Week four was filled with the smell of pumpkin pie and cranberry sauce. My family joined me in the dull hospital where I stayed, to feast and say thanks for the multiple blessings in our lives. Life, the thing I am most thankful for. Being able to breathe in the air that surrounds me. The very thing that makes it possible for me to open the windows and letting the day’s light in, to smell the fragrance of pine trees, and hold my baby in my arms.
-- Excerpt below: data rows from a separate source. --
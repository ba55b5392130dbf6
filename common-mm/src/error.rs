use thiserror::Error;

pub type BoxError = Box<dyn std::error::Error + Send + Sync>;

/// Engine-level error kinds shared by every service crate.
#[derive(Debug, Error)]
pub enum EngineError {
    /// The rules document was absent at startup. Fatal: the engine refuses
    /// to start without it.
    #[error("rules document not found at '{path}'")]
    ConfigMissing { path: String },

    #[error("rules document is malformed: {0}")]
    ConfigInvalid(String),

    #[error("unknown game mode '{0}'")]
    UnknownMode(String),

    #[error("invalid ticket: {0}")]
    InvalidTicket(String),

    #[error("ticket store failure: {0}")]
    Store(String),
}

impl EngineError {
    pub fn store(err: impl std::fmt::Display) -> Self {
        Self::Store(err.to_string())
    }
}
This was the week that I started to get up and out of bed frequently, on my own, into a wheelchair that was far too big for me. I remember this because there was room enough for my wound vac which made it very convenient. Week four is when things started getting better, but also kind of worse. I began to remember full days and explore the outskirts of my room. Surgeries started slowing down to three times a week and then 2 times a week. It was also the time when I started to become fully aware that I didn’t have any legs. I would wake up in the morning fully conscious and forget that I was an amputee. I would have to remember all of the things that had been masked by the massive intake of anesthesia and medication. The pain was a little worse, the heartache was a little worse, but the love that was shown to me was something that could take it all away, for a while anyway. My Mom, still there by my side each day, changed her tone from frightened of the possibility of losing her child to the tone of, she’s here – she’s alive and quite annoying at that. (I was hah). 

I think this was the week I decided that I wouldn’t let my situation stop me from doing what I loved. I became aware of all of the obstacles that I would face and I was ready, right then, to face them with everything I had.